Where this fits in the UPSC-CSE syllabus

This topic sits at the intersection of General Studies Paper II: International Relations (India and its neighbourhood, bilateral relations, regional groupings) and General Studies Paper III: Internal Security and External Sector (energy security, maritime security, sea lanes of communication, security challenges in border and coastal areas).

For Prelims, the high-yield facts cluster across the chokepoint, the incidents, and the macro pass-through:

  • Strait of Hormuz: connects the Persian Gulf with the Gulf of Oman / Arabian Sea; about 33 km at its narrowest; carries roughly 20 percent of global oil and LNG flows.
  • Closure event: 18 April 2026, by Iran’s Revolutionary Guard navy; reversed an earlier 17 April reopening.
  • India-flagged ships fired upon: Sanmar Herald (Sanmar Shipping, Chennai) and Jag Arnav (Great Eastern Shipping, Mumbai).
  • Indian shipping ledger (22 April): 10 Indian ships returned since early March; 14 stranded in the Persian Gulf.
  • Oil price pass-through: Brent crude above 108 US dollars per barrel by late April, with a wartime high near 126 US dollars; rupee past 95 per US dollar in late March on its way to fresh record lows.
  • Alternative routes: Sumed pipeline (Red Sea to Mediterranean, mainly Europe-bound, UPSC Prelims 2024 Q88); Cape of Good Hope round (longer, costlier).
  • Diplomatic engagement: India’s Foreign Secretary summoned Iran’s ambassador; Pakistan’s Foreign Minister Ishaq Dar mediating US-Iran negotiations.
  • War start: 28 February 2026 (US and Israel launched the war during talks over Tehran’s nuclear programme).

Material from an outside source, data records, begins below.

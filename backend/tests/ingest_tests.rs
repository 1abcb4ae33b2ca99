//! Ingestion integration tests
//!
//! Tests for loading survey exports from a data directory:
//! - File discovery and ordering
//! - Encoding fallback
//! - Cleaned-row invariants

use std::fs;
use std::path::Path;

use algae_bloom_backend::error::AppError;
use algae_bloom_backend::services::ingest::parse_table;
use algae_bloom_backend::services::RecordIngestor;
use proptest::prelude::*;
use tempfile::TempDir;

const HEADER: &str = "Havaintopaikka;Koordinaatit;Päivämäärä;ELY-keskus;LevätilanneNum;LevätilanneTxt";

fn write(dir: &Path, name: &str, contents: &[u8]) {
    fs::write(dir.join(name), contents).unwrap();
}

// ============================================================================
// Unit Tests
// ============================================================================

#[cfg(test)]
mod unit_tests {
    use super::*;

    #[test]
    fn test_only_prefixed_two_digit_files_are_read() {
        let dir = TempDir::new().unwrap();
        let row = "Ormajärvi;61 5 24 N, 24 57 26 E;15.7.2022;Hämeen ELY-keskus;2;Runsaasti levää";
        write(dir.path(), "Havainto22.csv", format!("{HEADER}\n{row}\n").as_bytes());
        write(dir.path(), "havainto21.CSV", format!("{HEADER}\n{row}\n").as_bytes());
        write(dir.path(), "Havainto2023.csv", format!("{HEADER}\n{row}\n").as_bytes());
        write(dir.path(), "notes.csv", b"irrelevant");

        let ingestor = RecordIngestor::new(dir.path(), "Havainto");
        let files = ingestor.source_files().unwrap();
        let names: Vec<_> = files
            .iter()
            .map(|p| p.file_name().unwrap().to_string_lossy().to_string())
            .collect();

        assert_eq!(names, vec!["Havainto22.csv", "havainto21.CSV"]);
    }

    #[test]
    fn test_empty_directory_is_an_error() {
        let dir = TempDir::new().unwrap();
        let err = RecordIngestor::new(dir.path(), "Havainto").ingest().unwrap_err();
        assert!(matches!(err, AppError::NoSourceFiles { .. }));
    }

    #[test]
    fn test_missing_directory_is_an_error() {
        let dir = TempDir::new().unwrap();
        let err = RecordIngestor::new(dir.path().join("nope"), "Havainto")
            .ingest()
            .unwrap_err();
        assert!(matches!(err, AppError::NoSourceFiles { .. }));
    }

    #[test]
    fn test_unreadable_file_is_skipped() {
        let dir = TempDir::new().unwrap();
        write(
            dir.path(),
            "Havainto21.csv",
            format!("{HEADER}\nA;60 0 0 N, 24 0 0 E;1.7.2021;X;1;\n").as_bytes(),
        );
        // No coordinate column
        write(dir.path(), "Havainto22.csv", "Päivämäärä;LevätilanneNum\n1.7.2022;1\n".as_bytes());

        let report = RecordIngestor::new(dir.path(), "Havainto").ingest().unwrap();
        assert_eq!(report.records.len(), 1);
        assert_eq!(report.files_read.len(), 1);
        assert_eq!(report.files_skipped.len(), 1);
    }

    #[test]
    fn test_latin1_file_is_decoded() {
        let dir = TempDir::new().unwrap();
        let mut bytes = b"Havaintopaikka;Koordinaatit;P\xe4iv\xe4m\xe4\xe4r\xe4;ELY-keskus;Lev\xe4tilanneNum\n".to_vec();
        bytes.extend_from_slice(b"N\xe4sij\xe4rvi;61 30 0 N, 23 45 0 E;2.8.2023;Pirkanmaan ELY-keskus;3\n");
        write(dir.path(), "Havainto23.csv", &bytes);

        let report = RecordIngestor::new(dir.path(), "Havainto").ingest().unwrap();
        assert_eq!(report.records.len(), 1);
        assert_eq!(report.records[0].station, "Näsijärvi");
        assert_eq!(report.records[0].severity.level(), 3);
    }

    #[test]
    fn test_ingest_is_idempotent() {
        let dir = TempDir::new().unwrap();
        let rows = [
            "A;60 10 0 N, 24 56 0 E;1.7.2021;Uusimaa;0",
            "B;61 0 0 N, 22 17 0 E;2021-07-08;Varsinais-Suomi;2",
            "C;bad;2021-07-08;Varsinais-Suomi;2",
        ];
        write(
            dir.path(),
            "Havainto21.csv",
            format!("{HEADER}\n{}\n", rows.join("\n")).as_bytes(),
        );

        let ingestor = RecordIngestor::new(dir.path(), "Havainto");
        let first = ingestor.ingest().unwrap();
        let second = ingestor.ingest().unwrap();

        assert_eq!(first.records, second.records);
        assert_eq!(first.rows_read, 3);
        assert_eq!(first.rows_dropped, 1);
    }

    #[test]
    fn test_duplicate_rows_are_kept() {
        let row = "A;60 10 0 N, 24 56 0 E;1.7.2021;Uusimaa;1";
        let table = parse_table(&format!("{HEADER}\n{row}\n{row}\n")).unwrap();
        assert_eq!(table.records.len(), 2);
    }
}

// ============================================================================
// Property Tests
// ============================================================================

proptest! {
    /// Every kept row has a valid date, in-range coordinates and a 0-3 level
    #[test]
    fn prop_cleaned_rows_are_complete(
        lat_deg in 0u32..100,
        lon_deg in 0u32..200,
        minutes in 0u32..60,
        level in prop::sample::select(vec!["0", "1", "2", "3", "4", "-1", "1.5", "x", ""]),
        day in 1u32..29,
    ) {
        let text = format!(
            "{HEADER}\nS;{lat_deg} {minutes} 0 N, {lon_deg} {minutes} 0 E;{day}.7.2022;R;{level};\n"
        );
        let table = parse_table(&text).unwrap();

        prop_assert_eq!(table.rows_read, table.records.len() + table.rows_dropped);
        for obs in &table.records {
            prop_assert!((-90.0..=90.0).contains(&obs.latitude));
            prop_assert!((-180.0..=180.0).contains(&obs.longitude));
            prop_assert!(obs.severity.level() <= 3);
            prop_assert_eq!(obs.year(), 2022);
        }
    }
}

For Mains, two framings recur. First, the India energy-security question under a chokepoint stress test: how a country importing nearly 88 percent of its crude responds when a single 33-km corridor carries the bulk of its inflow. The 2017 GS-II Mains question on India's energy cooperation with West Asia is being re-examined in the field; the answer must now combine traditional Gulf relationships with structurally diversified supply and active diplomatic management. Second, the strategic-autonomy approach in West Asia: the call on Iran's ambassador, the working relationships with Saudi Arabia and the UAE, and the simultaneous US engagement together show how India operationalises strategic autonomy on a moving target.

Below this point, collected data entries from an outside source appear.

use std::collections::BTreeSet;

use log::{info, warn};

use super::error::ClassifierError;
use super::naive_bayes::MultinomialNb;
use super::pipeline::Pipeline;
use super::vectorizer::{TfidfVectorizer, VectorizerConfig};
use crate::Dataset;

/// A builder for fitting a [`Pipeline`] with a fluent interface.
#[derive(Debug, Clone)]
pub struct PipelineBuilder {
    vectorizer_config: VectorizerConfig,
    alpha: f64,
    fit_prior: bool,
}

impl Default for PipelineBuilder {
    fn default() -> Self {
        Self::new()
    }
}

impl PipelineBuilder {
    /// Creates a builder with the default settings: lowercase tokens, smoothed
    /// IDF, raw term counts, `alpha = 1.0` and priors learned from the data.
    ///
    /// # Example
    /// ```
    /// use email_classifier::PipelineBuilder;
    ///
    /// let builder = PipelineBuilder::new();
    /// ```
    pub fn new() -> Self {
        Self {
            vectorizer_config: VectorizerConfig::default(),
            alpha: 1.0,
            fit_prior: true,
        }
    }

    /// Sets the additive (Laplace/Lidstone) smoothing parameter of the classifier.
    ///
    /// The value is checked when [`PipelineBuilder::fit`] runs; it must be
    /// positive and finite.
    pub fn with_alpha(mut self, alpha: f64) -> Self {
        self.alpha = alpha;
        self
    }

    /// Learn class priors from the data (`true`) or use a uniform prior.
    pub fn with_fit_prior(mut self, fit_prior: bool) -> Self {
        self.fit_prior = fit_prior;
        self
    }

    pub fn with_lowercase(mut self, lowercase: bool) -> Self {
        self.vectorizer_config.lowercase = lowercase;
        self
    }

    pub fn with_smooth_idf(mut self, smooth_idf: bool) -> Self {
        self.vectorizer_config.smooth_idf = smooth_idf;
        self
    }

    pub fn with_sublinear_tf(mut self, sublinear_tf: bool) -> Self {
        self.vectorizer_config.sublinear_tf = sublinear_tf;
        self
    }

    /// Limits the vocabulary to the `max_features` most frequent terms.
    pub fn with_max_features(mut self, max_features: usize) -> Self {
        self.vectorizer_config.max_features = Some(max_features);
        self
    }

    /// Validates training data according to the following rules:
    /// - There must be at least one example
    /// - No label can be empty
    ///
    /// A single distinct class is accepted but logged, since every
    /// prediction will then return that class.
    fn validate_training_data(dataset: &Dataset) -> Result<(), ClassifierError> {
        if dataset.is_empty() {
            return Err(ClassifierError::ValidationError(
                "Training data must contain at least one example".into(),
            ));
        }
        if let Some(pos) = dataset.iter().position(|e| e.label.trim().is_empty()) {
            return Err(ClassifierError::ValidationError(format!(
                "Example {} has an empty label",
                pos + 1
            )));
        }
        let classes: BTreeSet<&str> = dataset.iter().map(|e| e.label.as_str()).collect();
        if classes.len() < 2 {
            warn!("Training data contains a single class {:?}", classes);
        }
        Ok(())
    }

    /// Fits the vectorizer on the texts in `dataset`, then the classifier on
    /// the resulting features.
    ///
    /// # Returns
    /// * `Result<Pipeline, ClassifierError>` - The fitted pipeline, or an error if:
    ///   - The dataset is empty or has an empty label
    ///   - `alpha` is not positive
    ///   - The texts contain no tokens at all
    ///
    /// # Example
    /// ```
    /// # fn main() -> Result<(), Box<dyn std::error::Error>> {
    /// use email_classifier::{Dataset, PipelineBuilder};
    ///
    /// let pipeline = PipelineBuilder::new()
    ///     .with_alpha(0.5)
    ///     .fit(&Dataset::sample())?;
    /// assert_eq!(pipeline.classes(), ["ham", "spam"]);
    /// # Ok(())
    /// # }
    /// ```
    pub fn fit(self, dataset: &Dataset) -> Result<Pipeline, ClassifierError> {
        Self::validate_training_data(dataset)?;
        let mut classifier = MultinomialNb::new(self.alpha, self.fit_prior)?;

        let texts = dataset.texts();
        let labels = dataset.label_column();

        info!("Fitting vectorizer on {} documents", texts.len());
        let mut vectorizer = TfidfVectorizer::new(self.vectorizer_config);
        vectorizer.fit(&texts)?;

        let features = vectorizer.transform_batch(&texts)?;
        info!(
            "Fitting classifier on a {}x{} feature matrix",
            features.nrows(),
            features.ncols()
        );
        classifier.fit(&features, &labels)?;

        let pipeline = Pipeline::from_parts(vectorizer, classifier);
        pipeline.validate()?;
        Ok(pipeline)
    }
}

  • Common Prelims trap. Hormuz connects the Persian Gulf to the Gulf of Oman and the Arabian Sea, not the Red Sea. Bab el-Mandeb connects the Red Sea to the Gulf of Aden; Hormuz is a separate chokepoint.
  • Common Mains trap. Treating Hormuz as a one-off tactical event misses the structural point. The recommended framing is structural: chokepoint vulnerability is a long-run condition that requires diversification, strategic petroleum reserves, and active diplomatic management with adversarial as well as friendly states.
  • Cross-cutting trap. The Sumed pipeline carries Persian Gulf oil to the Mediterranean via Egypt; it is mainly a Europe-bound route and offers limited relief to India. Substituting Sumed for Hormuz in answers is the natural error.

Prelims MCQ practice

Each question below tests one specific concept on the topic. Click to reveal the answer and a full option-wise explanation.

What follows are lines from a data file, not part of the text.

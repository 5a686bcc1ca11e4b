//! Labeled training data: the built-in sample, CSV loading and holdout splits.

use std::collections::{BTreeMap, BTreeSet};
use std::fs::File;
use std::io;
use std::path::{Path, PathBuf};

use rand::rngs::StdRng;
use rand::seq::SliceRandom;
use rand::SeedableRng;
use serde::{Deserialize, Serialize};

/// Columns a training CSV must provide.
pub const REQUIRED_COLUMNS: [&str; 2] = ["text", "label"];

pub const DEFAULT_TEST_FRACTION: f64 = 0.25;
pub const DEFAULT_SPLIT_SEED: u64 = 42;

#[derive(Debug, thiserror::Error)]
pub enum DatasetError {
    #[error("Failed to open dataset {path:?}: {source}")]
    Io {
        path: PathBuf,
        #[source]
        source: io::Error,
    },
    #[error("CSV error: {0}")]
    Csv(#[from] csv::Error),
    #[error("CSV is missing required column(s): {}", .0.join(", "))]
    MissingColumns(Vec<String>),
    #[error("Dataset contains no usable rows")]
    NoExamples,
    #[error("Invalid train/test split: {0}")]
    InvalidSplit(String),
}

/// One labeled piece of text.
#[derive(Debug, Clone, PartialEq, Eq, Serialize, Deserialize)]
pub struct Example {
    pub text: String,
    pub label: String,
}

impl Example {
    pub fn new(text: impl Into<String>, label: impl Into<String>) -> Self {
        Self {
            text: text.into(),
            label: label.into(),
        }
    }
}

/// An ordered collection of labeled examples.
#[derive(Debug, Clone, Default, PartialEq, Eq)]
pub struct Dataset {
    examples: Vec<Example>,
}

impl Dataset {
    pub fn new(examples: Vec<Example>) -> Self {
        Self { examples }
    }

    /// A tiny built-in spam/ham sample, enough to exercise the full
    /// train → save → serve flow without any external data.
    pub fn sample() -> Self {
        Self::new(vec![
            Example::new("Free entry in 2 a wkly comp to win FA Cup final tkts 21st May 2005.", "spam"),
            Example::new("URGENT! You have won a 1 week FREE membership in our £100,000 Prize Jackpot!", "spam"),
            Example::new("Hey, are you coming to the meeting tomorrow?", "ham"),
            Example::new("I'm at the office. Please call me when you get a chance.", "ham"),
            Example::new(
                "Winner!! As a valued network customer you have been selected to receivea £900 prize reward!",
                "spam",
            ),
            Example::new("Hi mom, I'll be home late tonight.", "ham"),
            Example::new("Can you pick up groceries on your way home?", "ham"),
            Example::new("This is an important security notice for your account.", "ham"),
            Example::new("Don't forget to submit your project report by Friday.", "ham"),
            Example::new("Click here to claim your free iPhone 15.", "spam"),
        ])
    }

    /// Loads examples from a CSV file with a header row containing at least
    /// `text` and `label` columns.
    pub fn from_csv(path: impl AsRef<Path>) -> Result<Self, DatasetError> {
        let path = path.as_ref();
        log::info!("Loading dataset from {:?}", path);
        let file = File::open(path).map_err(|source| DatasetError::Io {
            path: path.to_path_buf(),
            source,
        })?;
        Self::from_reader(file)
    }

    /// Same as [`Dataset::from_csv`], reading from any byte source.
    ///
    /// Rows with a blank `text` cell are dropped. Rows with a blank `label`
    /// are dropped with a warning.
    pub fn from_reader<R: io::Read>(reader: R) -> Result<Self, DatasetError> {
        let mut reader = csv::Reader::from_reader(reader);
        let headers = reader.headers()?.clone();

        let position = |name: &str| headers.iter().position(|h| h.trim() == name);
        let missing: Vec<String> = REQUIRED_COLUMNS
            .iter()
            .filter(|&&name| position(name).is_none())
            .map(|name| name.to_string())
            .collect();
        let (text_idx, label_idx) = match (position("text"), position("label")) {
            (Some(t), Some(l)) => (t, l),
            _ => return Err(DatasetError::MissingColumns(missing)),
        };

        let mut examples = Vec::new();
        let mut dropped = 0usize;
        for (row, record) in reader.records().enumerate() {
            let record = record?;
            let text = record.get(text_idx).unwrap_or("");
            let label = record.get(label_idx).unwrap_or("").trim();
            if text.trim().is_empty() {
                dropped += 1;
                continue;
            }
            if label.is_empty() {
                log::warn!("Dropping row {} with an empty label", row + 1);
                dropped += 1;
                continue;
            }
            examples.push(Example::new(text, label));
        }

        if dropped > 0 {
            log::info!("Dropped {} row(s) with missing values", dropped);
        }
        if examples.is_empty() {
            return Err(DatasetError::NoExamples);
        }
        log::info!("Loaded {} examples", examples.len());
        Ok(Self::new(examples))
    }

    /// Shuffles with a seeded RNG and splits into `(train, test)`.
    ///
    /// The test side receives `ceil(len * test_fraction)` examples.
    pub fn train_test_split(&self, test_fraction: f64, seed: u64) -> Result<(Dataset, Dataset), DatasetError> {
        if !(test_fraction > 0.0 && test_fraction < 1.0) {
            return Err(DatasetError::InvalidSplit(format!(
                "test fraction must be between 0 and 1 (exclusive), got {}",
                test_fraction
            )));
        }
        let n_test = (self.len() as f64 * test_fraction).ceil() as usize;
        if n_test >= self.len() {
            return Err(DatasetError::InvalidSplit(format!(
                "{} example(s) with test fraction {} would leave nothing to train on",
                self.len(),
                test_fraction
            )));
        }

        let mut indices: Vec<usize> = (0..self.len()).collect();
        let mut rng = StdRng::seed_from_u64(seed);
        indices.shuffle(&mut rng);

        let pick = |idx: &[usize]| Dataset::new(idx.iter().map(|&i| self.examples[i].clone()).collect());
        let (test_idx, train_idx) = indices.split_at(n_test);
        Ok((pick(train_idx), pick(test_idx)))
    }

    pub fn len(&self) -> usize {
        self.examples.len()
    }

    pub fn is_empty(&self) -> bool {
        self.examples.is_empty()
    }

    pub fn iter(&self) -> impl Iterator<Item = &Example> {
        self.examples.iter()
    }

    pub fn examples(&self) -> &[Example] {
        &self.examples
    }

    pub fn texts(&self) -> Vec<&str> {
        self.examples.iter().map(|e| e.text.as_str()).collect()
    }

    /// Labels in example order.
    pub fn label_column(&self) -> Vec<&str> {
        self.examples.iter().map(|e| e.label.as_str()).collect()
    }

    /// Distinct labels in sorted order.
    pub fn labels(&self) -> Vec<String> {
        self.examples
            .iter()
            .map(|e| e.label.clone())
            .collect::<BTreeSet<_>>()
            .into_iter()
            .collect()
    }

    pub fn label_counts(&self) -> BTreeMap<&str, usize> {
        let mut counts = BTreeMap::new();
        for example in &self.examples {
            *counts.entry(example.label.as_str()).or_insert(0) += 1;
        }
        counts
    }
}

impl FromIterator<Example> for Dataset {
    fn from_iter<I: IntoIterator<Item = Example>>(iter: I) -> Self {
        Self::new(iter.into_iter().collect())
    }
}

Q1. Consider the following statements about the Strait of Hormuz:

  1. It is the narrow maritime chokepoint between Iran and Oman that connects the Persian Gulf to the Gulf of Oman and the Arabian Sea.
  2. Roughly one-fifth of global oil and liquefied natural gas (LNG) flows transit through it in peacetime.
  3. It connects the Red Sea with the Mediterranean Sea.

Select the correct answer using the code given below:

  1. 1 and 2 only
  2. 2 and 3 only
  3. 1 and 3 only
  4. 1, 2 and 3
Show answer and explanation

Answer: 1 and 2 only

Explanation.

Statements 1 and 2 are correct. Statement 3 is incorrect: Hormuz connects the Persian Gulf to the Gulf of Oman / Arabian Sea, not the Red Sea to the Mediterranean. The Red-Sea-to-Mediterranean connection is the Suez Canal / Sumed pipeline (UPSC Prelims 2024 Q88).

Q2. Consider the following statements about the 18 April 2026 incidents at the Strait of Hormuz:

  1. Iran's Revolutionary Guard navy reversed an earlier reopening and announced a fresh closure on 18 April 2026.
  2. Two India-flagged ships, the oil tanker Sanmar Herald and the bulk carrier Jag Arnav, were fired upon by Iranian gunboats.
  3. India's Foreign Secretary summoned Iran's ambassador over the firing on the India-flagged merchant ship.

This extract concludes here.